Capítulo 30
Sonriendo así, Sergio dio la vuelta al coche y finalmente giró a la derecha, justo donde Orisia le había indicado. Y allí estaba el camino hacia los bloques de apartamentos.
Orisia le señaló cuál era su entrada, y Sergio aparcó cerca. Salió del coche y frunció el ceño de inmediato: junto a la entrada, como era habitual en esos patios apartados, se sentaban tres abuelas en un banco. Las noticieras locales, chismosas profesionales, una sustitución exitosa y creativa de la radio, la televisión y el internet.
Al ver a Sergio, y luego a Orisia, que saltó del coche y le tomó de la mano, las mujeres empezaron a cuchichear con entusiasmo y a comentar algo entre ellas.
— Bueno, llévame a tu casa —dijo Sergio, con expresión de piedra.
"Recuerda: estás aquí por primera y última vez", se repitió a sí mismo. Pero aun así, sintió una ligera inquietud ante esas tres matronas sentadas junto a la entrada. Probablemente todo el mundo siente eso: no exactamente miedo, sino esa leve molestia, esa sensación incómoda de ser juzgado, con cada defecto señalado.
Cuando se acercaron al banco, una de las abuelas, una señora corpulenta enfundada en un suéter rosa con grandes botones sobre su pecho monumental, preguntó con tono exigente:
— ¡Buenas tardes! ¿A quién vienen a ver?
— ¿Y acaso tenemos que dar explicaciones a cada persona que encontramos en el camino? —respondió Sergio.
— No dar explicaciones, solo contar —sonrió la segunda, una abuela con gafas de gruesos cristales, parecida a la profesora de matemáticas de Sergio. Habría sido mejor que no sonriera. Porque cuando sonreía su profesora de matemáticas, significaba que Sergio tenía problemas con el examen.
— Ajá —chilló la tercera abuela, escupiendo cáscaras de semillas de girasol en un cucurucho de papel que tenía en el regazo—. Veo que han venido con Orisia. ¿Qué travesura ha hecho ahora esta niña?
— ¡No hice nada! —protestó Orisia—. Ustedes no miraron bien dónde se sentaban, ¡por eso acabaron en un chicle pegajoso! ¡Tenían que haberse puesto las gafas!
— Ajá —frunció los labios la abuela, escupiendo otra vez en el cucurucho—. Pero esos chicles no eran uno ni dos, ¡eran como veinte! Y todos perfectamente alineados. Y alguien, Orisia, notó muy bien que yo había olvidado las gafas. ¡Fue idea tuya, confiesa!
— Abuela Olia, yo no fui —respondió la niña con convicción—. Fueron los chicos del bloque vecino que estaban bromeando, y me culparon a mí solo porque estaba cerca jugando...

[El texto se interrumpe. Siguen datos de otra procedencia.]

pub mod disk_space_manager;
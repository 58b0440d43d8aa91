pub mod buffer;
pub mod common;
pub mod concurrency;
pub mod recovery;
pub mod storage;
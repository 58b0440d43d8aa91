use crate::common::config::{Lsn, PageId};
use crate::recovery::log_record::DirtyPageSnapshot;
use dashmap::mapref::entry::Entry;
use dashmap::DashMap;
use log::trace;

/// Dirty page table: page number → recLSN, the LSN of the first record that
/// dirtied the page since it was last written to disk.
#[derive(Debug, Default)]
pub struct DirtyPageTable {
    entries: DashMap<PageId, Lsn>,
}

impl DirtyPageTable {
    pub fn new() -> Self {
        Self::default()
    }

    /// Records `rec_lsn` for the page unless it is already dirty.
    ///
    /// # Returns
    /// The recLSN in effect after the call.
    pub fn insert_if_absent(&self, page_id: PageId, rec_lsn: Lsn) -> Lsn {
        match self.entries.entry(page_id) {
            Entry::Occupied(entry) => *entry.get(),
            Entry::Vacant(entry) => {
                trace!("Page {} dirtied at LSN {}", page_id, rec_lsn);
                entry.insert(rec_lsn);
                rec_lsn
            }
        }
    }

    /// Sets the page's recLSN, replacing any earlier value.
    pub fn insert(&self, page_id: PageId, rec_lsn: Lsn) {
        self.entries.insert(page_id, rec_lsn);
    }

    pub fn remove(&self, page_id: PageId) -> Option<Lsn> {
        self.entries.remove(&page_id).map(|(_, rec_lsn)| rec_lsn)
    }

    pub fn get_rec_lsn(&self, page_id: PageId) -> Option<Lsn> {
        self.entries.get(&page_id).map(|entry| *entry)
    }

    pub fn contains(&self, page_id: PageId) -> bool {
        self.entries.contains_key(&page_id)
    }

    /// Returns the smallest recLSN in the table.
    pub fn min_rec_lsn(&self) -> Option<Lsn> {
        self.entries.iter().map(|entry| *entry.value()).min()
    }

    pub fn page_ids(&self) -> Vec<PageId> {
        self.entries.iter().map(|entry| *entry.key()).collect()
    }

    /// Copies the table, entry by entry.
    pub fn snapshot(&self) -> DirtyPageSnapshot {
        self.entries
            .iter()
            .map(|entry| (*entry.key(), *entry.value()))
            .collect()
    }

    pub fn len(&self) -> usize {
        self.entries.len()
    }

    pub fn is_empty(&self) -> bool {
        self.entries.is_empty()
    }

    pub fn clear(&self) {
        self.entries.clear();
    }
}
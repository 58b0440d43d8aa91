#[macro_export]
macro_rules! assert_ok {
    ($expr:expr) => {
        match $expr {
            Ok(val) => val,
            Err(err) => panic!("Expected Ok(_), got Err({:?})", err),
        }
    };
    ($expr:expr, $($arg:tt)+) => {
        match $expr {
            Ok(val) => val,
            Err(err) => panic!(concat!("Expected Ok(_): ", $($arg)+, ": {:?}"), err),
        }
    };
}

— Está bien, no vamos a recordar lo que ya pasó —dijo la primera abuela, la dama monumental, haciendo un gesto con la mano—. Entonces, ¿quién eres? A dónde vas ya lo entendimos. A lo de Vira del apartamento treinta y ocho. Pero ella no está en casa. Se fue, ¿verdad?
La mujer miró a sus compañeras:
— ¿Se fue? Llevaba una maleta grande. La vi por la ventana a las seis de la mañana.
— Yo todavía dormía —dijo con envidia la abuela con gafas, parecida a la profesora de matemáticas—, pero puede ser. Siempre anda de viaje.
— ¿Entonces dice que la madre de Orisia no está en casa? —preguntó Sergio, dándose cuenta de que podía obtener mucha información de ese trío, que probablemente lo sabía todo de todos en ese edificio. Decidió lanzar unos halagos para ablandarlas y que le contaran más sobre la mujer que le había dejado a la niña.
— Seguro que ustedes conocen a todos los del edificio, ¿verdad? —dijo él—. Tienen buena vista, buen oído, y todos los días alegran los ojos de los vecinos con su trío inigualable.
— No, no está. Se fue por la mañana, probablemente a otro viaje. Y Orisia debía estar con su tía Svitlana, siempre la deja con ella cuando se va. Vive en el bloque de al lado. ¿Por qué no estás con Svitlana? —preguntó a la niña.
— Tía Svitlana se fue de vacaciones —dijo Orisia—. Por eso mamá me mandó con mi papá. ¡Él es mi papá, mucho gusto! —declaró de repente, señalando a Sergio.
Tres pares de ojos, asombrados, sorprendidos e impactados, se clavaron en Sergio como dagas. Y en todos ellos brillaba la anticipación de una gran noticia... y de jugosos chismes.